[DATA FOR THIS TASK — start]

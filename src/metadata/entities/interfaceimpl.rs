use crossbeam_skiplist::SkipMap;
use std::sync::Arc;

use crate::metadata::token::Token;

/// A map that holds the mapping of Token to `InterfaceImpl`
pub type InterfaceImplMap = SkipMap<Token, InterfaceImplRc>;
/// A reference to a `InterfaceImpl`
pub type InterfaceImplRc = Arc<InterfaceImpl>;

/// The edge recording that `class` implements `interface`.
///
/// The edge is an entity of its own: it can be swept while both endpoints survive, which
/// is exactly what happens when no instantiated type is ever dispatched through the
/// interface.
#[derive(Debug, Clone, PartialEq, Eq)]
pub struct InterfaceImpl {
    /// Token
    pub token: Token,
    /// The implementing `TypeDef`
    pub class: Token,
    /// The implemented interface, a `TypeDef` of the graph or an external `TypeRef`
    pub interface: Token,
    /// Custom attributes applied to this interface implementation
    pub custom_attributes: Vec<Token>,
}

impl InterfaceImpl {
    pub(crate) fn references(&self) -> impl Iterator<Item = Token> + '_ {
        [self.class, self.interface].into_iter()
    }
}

[DATA FOR THIS TASK — finish]

◆ **TASK TO COMPLETE**
Using the data above, extract exactly the lines from the one that holds "pub type InterfaceImplMap" to the one that holds "#[derive(Debug, Clone, PartialEq, Eq)]", both ends included, and no others.

◆ **OUTPUT FOR THIS TASK**
pub type InterfaceImplMap = SkipMap<Token, InterfaceImplRc>;
/// A reference to a `InterfaceImpl`
pub type InterfaceImplRc = Arc<InterfaceImpl>;

/// The edge recording that `class` implements `interface`.
///
/// The edge is an entity of its own: it can be swept while both endpoints survive, which
/// is exactly what happens when no instantiated type is ever dispatched through the
/// interface.
#[derive(Debug, Clone, PartialEq, Eq)]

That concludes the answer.